Holger Gzella: Aramäisch. Weltsprache des Altertums

In Lehre und Forschung theologischer Fakultäten in Deutschland spielt die aramäische Sprache eine nur untergeordnete Rolle. Man weiß zwar, dass einige wenige Passagen der jüdischen Bibel in Aramäisch verfasst sind und dies die Sprache Jesu und der Targume gewesen ist. Ansonsten bleibt das Aramäische Spezialisten vorbehalten. Es ist daher umso verdienstvoller, dass der katholische Theologe, Alttestamentler und Semitist Holger Gzella neben seinen zahlreichen Spezialstudien zur aramäischen Sprachwelt nun eine umfassende kulturgeschichtlich orientierte Gesamtdarstellung der aramäischen Sprachgeschichte von den Anfängen bis in die Gegenwart vorgelegt hat. Er knüpft damit an seine früheren in Englisch und Niederländisch publizierten Bücher über die Geschichte des Aramäischen an und fokussiert auf „die Schrift- und Schreibertraditionen, ihre weiträumige Vernetzung und die bislang noch nirgends zusammenhängend analysierten historischen Grundlagen des aramäischen Schrifttums bis zum Ausgang der Antike“ (14).
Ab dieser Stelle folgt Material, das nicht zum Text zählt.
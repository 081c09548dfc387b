//! Sweep configuration.
//!
//! A single immutable [`Config`] is parsed from TOML once at startup, validated,
//! and then passed by reference to every stage. Nothing mutates it mid-run.
//!
//! ```
//! use cyp_dock_ml::config::{Config, PartitionVariant};
//!
//! let cfg = Config::from_toml_str(r#"
//!     project_name = "demo"
//!     data_dir = "data"
//!     isoforms = ["3A4"]
//!     thresholds = [50, 30]
//!     partition = "analog_cluster"
//! "#).unwrap();
//! assert_eq!(cfg.partition, PartitionVariant::AnalogCluster);
//! assert_eq!(cfg.sweep_thresholds(), vec![30, 50]);
//! ```
use std::collections::BTreeMap;
use std::path::{Path, PathBuf};

use serde::{Deserialize, Serialize};

use crate::error::{PipelineError, Result};
use crate::features::{FeatureSchema, FeatureView};

/// Which similarity-control strategy builds the train/test split.
#[derive(Debug, Clone, Copy, PartialEq, Eq, Serialize, Deserialize)]
#[serde(rename_all = "snake_case")]
pub enum PartitionVariant {
    /// Precomputed analog cluster lists, positional split.
    AnalogCluster,
    /// Precomputed max train-test Tanimoto tables.
    MaxTanimoto,
}

/// Per-model enable flags.
#[derive(Debug, Clone, Serialize, Deserialize)]
pub struct ModelToggles {
    /// Random forest.
    #[serde(default = "default_true")]
    pub rf: bool,
    /// k-nearest neighbours.
    #[serde(default = "default_true")]
    pub knn: bool,
    /// Logistic regression.
    #[serde(default = "default_true")]
    pub lr: bool,
    /// Neural network; no built-in trainer, register one to use it.
    #[serde(default)]
    pub dnn: bool,
    /// Gradient boosting.
    #[serde(default = "default_true")]
    pub gb: bool,
    /// XGBoost; no built-in trainer, register one to use it.
    #[serde(default)]
    pub xgb: bool,
    /// Run XGB once per feature view and record each view separately.
    #[serde(default)]
    pub xgb_feature_sweep: bool,
}

impl Default for ModelToggles {
    fn default() -> Self {
        Self {
            rf: true,
            knn: true,
            lr: true,
            dnn: false,
            gb: true,
            xgb: false,
            xgb_feature_sweep: false,
        }
    }
}

/// Hyperparameter search toggle and budget.
#[derive(Debug, Clone, Serialize, Deserialize)]
pub struct TuningConfig {
    /// Run a random search before the final fit.
    #[serde(default)]
    pub enabled: bool,
    /// Candidates sampled per model.
    #[serde(default = "default_max_evals")]
    pub max_evals: usize,
}

impl Default for TuningConfig {
    fn default() -> Self {
        Self {
            enabled: false,
            max_evals: default_max_evals(),
        }
    }
}

/// Optional PCA on the model-ready matrices.
#[derive(Debug, Clone, Serialize, Deserialize)]
pub struct PcaConfig {
    /// Project both frames onto the leading components.
    #[serde(default)]
    pub enabled: bool,
    /// Number of principal components kept.
    #[serde(default = "default_pca_components")]
    pub components: usize,
}

impl Default for PcaConfig {
    fn default() -> Self {
        Self {
            enabled: false,
            components: default_pca_components(),
        }
    }
}

/// Debug subsampling: read only the head of each docked table.
#[derive(Debug, Clone, Serialize, Deserialize)]
pub struct SubsampleConfig {
    /// Read only the first `size` rows of each docked table.
    #[serde(default)]
    pub enabled: bool,
    /// Rows kept per table.
    #[serde(default = "default_subsample_size")]
    pub size: usize,
}

impl Default for SubsampleConfig {
    fn default() -> Self {
        Self {
            enabled: false,
            size: default_subsample_size(),
        }
    }
}

/// Max-Tanimoto size normalisation.
///
/// The reference sizes are the training-set sizes observed at the 0.3
/// similarity cut-off, where the AUC drop-off levels out. They are empirical
/// constants, not derived from anything else in the run.
#[derive(Debug, Clone, Serialize, Deserialize)]
pub struct SameSizeConfig {
    /// Downsample Max-Tanimoto train tables to the reference size.
    #[serde(default)]
    pub enabled: bool,
    /// Reference training-set size per isoform.
    #[serde(default = "default_reference_sizes")]
    pub sizes: BTreeMap<String, usize>,
}

impl Default for SameSizeConfig {
    fn default() -> Self {
        Self {
            enabled: false,
            sizes: default_reference_sizes(),
        }
    }
}

/// Feature column partition, with optional per-isoform overrides.
#[derive(Debug, Clone, Default, Serialize, Deserialize)]
pub struct SchemaConfig {
    /// Schema used when an isoform has no override.
    #[serde(default)]
    pub default: Option<FeatureSchema>,
    /// Per-isoform overrides.
    #[serde(default)]
    pub isoforms: BTreeMap<String, FeatureSchema>,
}

/// Top-level sweep configuration.
#[derive(Debug, Clone, Serialize, Deserialize)]
pub struct Config {
    /// Label for the run log banner and result files.
    pub project_name: String,
    /// Root of the input tree (`Results_CSV/`, `Smiles/`, ...).
    pub data_dir: PathBuf,
    /// Where the results table, run log and test-set snapshots go.
    #[serde(default = "default_output_dir")]
    pub output_dir: PathBuf,
    /// Isoforms to sweep, in order.
    pub isoforms: Vec<String>,
    /// Similarity thresholds in integer percent.
    pub thresholds: Vec<u32>,
    /// Seed for every RNG in the run.
    #[serde(default = "default_seed")]
    pub seed: u64,
    /// Test fraction for the analog-cluster split.
    #[serde(default = "default_test_size")]
    pub test_size: f64,
    /// Partitioning strategy.
    pub partition: PartitionVariant,
    /// `None` keeps every usable feature column.
    #[serde(default)]
    pub feature_view: Option<FeatureView>,
    /// Docking replicates per compound in the raw score files.
    #[serde(default = "default_max_replicates")]
    pub max_replicates: usize,
    /// Column holding the molecule name in docked tables.
    #[serde(default = "default_name_column")]
    pub name_column: String,
    /// Columns that are never features (free text, bookkeeping).
    #[serde(default)]
    pub drop_columns: Vec<String>,
    /// Which classifiers run.
    #[serde(default)]
    pub models: ModelToggles,
    /// Hyperparameter search.
    #[serde(default)]
    pub tuning: TuningConfig,
    /// PCA settings.
    #[serde(default)]
    pub pca: PcaConfig,
    /// Debug subsampling.
    #[serde(default)]
    pub subsample: SubsampleConfig,
    /// Same-size normalisation.
    #[serde(default)]
    pub same_size: SameSizeConfig,
    /// Feature column groups.
    #[serde(default)]
    pub schema: SchemaConfig,
}

fn default_true() -> bool {
    true
}

fn default_max_evals() -> usize {
    30
}

fn default_pca_components() -> usize {
    10
}

fn default_subsample_size() -> usize {
    1000
}

fn default_output_dir() -> PathBuf {
    PathBuf::from("results")
}

fn default_seed() -> u64 {
    1
}

fn default_test_size() -> f64 {
    0.2
}

fn default_max_replicates() -> usize {
    5
}

fn default_name_column() -> String {
    "Molecule Name".to_string()
}

fn default_reference_sizes() -> BTreeMap<String, usize> {
    [
        ("1A2", 2406),
        ("2C9", 2622),
        ("2C19", 2698),
        ("2D6", 2789),
        ("3A4", 2649),
    ]
    .into_iter()
    .map(|(k, v)| (k.to_string(), v))
    .collect()
}

impl Config {
    /// Load and validate configuration from a TOML file.
    pub fn from_file<P: AsRef<Path>>(path: P) -> Result<Self> {
        let path = path.as_ref();
        if !path.exists() {
            return Err(PipelineError::MissingInput(path.to_path_buf()));
        }
        let content = std::fs::read_to_string(path)?;
        Self::from_toml_str(&content)
    }

    /// Parse and validate configuration from a TOML string.
    pub fn from_toml_str(content: &str) -> Result<Self> {
        let cfg: Config =
            toml::from_str(content).map_err(|e| PipelineError::Config(e.to_string()))?;
        cfg.validate()?;
        Ok(cfg)
    }

    /// Check cross-field consistency.
    pub fn validate(&self) -> Result<()> {
        if self.project_name.trim().is_empty() {
            return Err(PipelineError::Config("project_name is empty".into()));
        }
        if self.isoforms.is_empty() {
            return Err(PipelineError::Config("no isoforms to sweep".into()));
        }
        if self.thresholds.is_empty() {
            return Err(PipelineError::Config("no similarity thresholds to sweep".into()));
        }
        if !(self.test_size > 0.0 && self.test_size < 1.0) {
            return Err(PipelineError::Config(format!(
                "test_size must lie in (0, 1), got {}",
                self.test_size
            )));
        }
        if self.max_replicates == 0 {
            return Err(PipelineError::Config("max_replicates must be at least 1".into()));
        }
        if self.pca.enabled && self.pca.components == 0 {
            return Err(PipelineError::Config("pca.components must be at least 1".into()));
        }
        if self.tuning.enabled && self.tuning.max_evals == 0 {
            return Err(PipelineError::Config("tuning.max_evals must be at least 1".into()));
        }
        if self.same_size.enabled && self.partition == PartitionVariant::MaxTanimoto {
            for iso in &self.isoforms {
                if !self.same_size.sizes.contains_key(iso) {
                    return Err(PipelineError::Config(format!(
                        "same_size is enabled but no reference size is set for {iso}"
                    )));
                }
            }
        }
        let needs_schema = self.models.xgb_feature_sweep
            || matches!(
                self.feature_view,
                Some(FeatureView::LigandOnly) | Some(FeatureView::DockingOnly)
            );
        if needs_schema {
            for iso in &self.isoforms {
                if self.schema_for(iso).is_none() {
                    return Err(PipelineError::Config(format!(
                        "feature views need a column schema, none configured for {iso}"
                    )));
                }
            }
        }
        Ok(())
    }

    /// Thresholds in sweep order: ascending, duplicates removed.
    pub fn sweep_thresholds(&self) -> Vec<u32> {
        let mut t = self.thresholds.clone();
        t.sort_unstable();
        t.dedup();
        t
    }

    /// Column schema for an isoform, falling back to the default one.
    pub fn schema_for(&self, isoform: &str) -> Option<&FeatureSchema> {
        self.schema
            .isoforms
            .get(isoform)
            .or(self.schema.default.as_ref())
    }

    /// Reference training-set size for Max-Tanimoto size normalisation.
    pub fn reference_size(&self, isoform: &str) -> Option<usize> {
        if self.same_size.enabled {
            self.same_size.sizes.get(isoform).copied()
        } else {
            None
        }
    }

    /// Path of the append-only run log.
    pub fn run_log_path(&self) -> PathBuf {
        self.output_dir.join(format!(
            "{}_Generated_EnsembleLearning_Models.txt",
            self.project_name
        ))
    }

    /// Path of the wide results table.
    pub fn results_path(&self) -> PathBuf {
        self.output_dir
            .join(format!("result_all_{}.csv", self.project_name))
    }
}
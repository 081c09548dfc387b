//! Optional principal-component projection of the feature frames.
//!
//! The projection is fitted on the training frame only and then applied to
//! both frames, so nothing about the test rows leaks into it.
use linfa::prelude::*;
use linfa_reduction::Pca;
use log::info;

use crate::error::{ModelError, PipelineError, Result};
use crate::features::FeatureFrame;

/// Project `train` and `test` onto the first `components` principal axes of
/// `train`. The count is capped by the training frame's shape.
pub fn project_pair(
    train: &FeatureFrame,
    test: &FeatureFrame,
    components: usize,
) -> Result<(FeatureFrame, FeatureFrame)> {
    let k = components.min(train.x.ncols()).min(train.x.nrows());
    if k == 0 {
        return Err(PipelineError::SchemaMismatch(format!(
            "cannot project a {} x {} frame onto {components} components",
            train.x.nrows(),
            train.x.ncols()
        )));
    }

    let dataset = Dataset::new(train.x.clone(), train.y.clone());
    let pca = Pca::params(k).fit(&dataset).map_err(|e| {
        PipelineError::Model(ModelError::Fit {
            model: "PCA".into(),
            message: e.to_string(),
        })
    })?;
    info!("PCA: {} columns -> {k} components", train.x.ncols());

    let columns: Vec<String> = (1..=k).map(|i| format!("PC{i}")).collect();
    let project = |frame: &FeatureFrame| FeatureFrame {
        columns: columns.clone(),
        x: pca.predict(&frame.x),
        y: frame.y.clone(),
    };
    Ok((project(train), project(test)))
}

#[cfg(test)]
mod tests {
    use super::*;
    use ndarray::{Array1, Array2};

    fn frame(n: usize) -> FeatureFrame {
        let x = Array2::from_shape_fn((n, 3), |(i, j)| match j {
            0 => i as f64,
            1 => ((i * 7) % 5) as f64,
            _ => ((i * i) % 11) as f64,
        });
        FeatureFrame {
            columns: vec!["a".into(), "b".into(), "c".into()],
            x,
            y: Array1::from_shape_fn(n, |i| i % 2),
        }
    }

    #[test]
    fn projects_both_sides_with_renamed_columns() {
        let (train, test) = project_pair(&frame(12), &frame(4), 2).unwrap();
        assert_eq!(train.columns, vec!["PC1".to_string(), "PC2".to_string()]);
        assert_eq!(train.x.shape(), &[12, 2]);
        assert_eq!(test.x.shape(), &[4, 2]);
        assert_eq!(test.y, frame(4).y);
    }

    #[test]
    fn component_count_is_capped_by_columns() {
        let (train, _) = project_pair(&frame(12), &frame(4), 10).unwrap();
        assert_eq!(train.x.ncols(), 3);
    }
}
Charakteristisch für die aramäische Sprachwelt ist, dass das Aramäische keine einheitliche, sprachlich klar konturierte Größe wie z. B. die griechische Koiné bildet, sondern vergleichbar dem Romanischen nur eine linguistische Abstraktion darstellt (22). Verschiedene Völker, Institutionen und Religionen bedienten sich der aramäischen Sprachen mündlich wie schriftlich. Die Genealogie des Aramäischen setzt mit dem Auftreten der ersten Schriftquellen im 9. Jh. v. Chr. in Zentral- und Ostsyrien ein, einem Gebiet, das bereits am Ende des 2. Jt.s v. Chr. in mesopotamischen Tontafeln mit einer „Aramäer“ genannten Ethnie assoziiert wurde. Als Kerngebiet des Aramäischen ist es Teil wechselnder Herrschaften, u. a. des assyrischen, des babylonischen und des persischen Reiches. Spätestens ab der Mitte des 1. Jt.s v. Chr. gehört neben Syrien und Mesopotamien auch Palästina zum Zentrum der aramäischen Sprachwelt, in der aramäische Mundarten von der Mehrheit der Bevölkerung gesprochen wurde. Diese Alltagsdialekte bildeten durchgehend die Grundlage für überregionale Verwaltungs- und Literaturtraditionen (36). Im Zuge der Verstädterung erwuchsen den fluiden Regionaldialekten die Schriftsprachen kleiner Kanzleien, die als Bindeglied zwischen den lokalen Sprachkulturen und den größeren imperialen Institutionen firmierten (382f.). Insbesondere für die Textualisierung der Religionen stellte die Schriftkultur der Amtsstuben geeignete Ausdrucksmittel zur Verfügung. „Aus dem Vorbild des gewissenhaften Notars wurde der gelehrte Exeget“ (383).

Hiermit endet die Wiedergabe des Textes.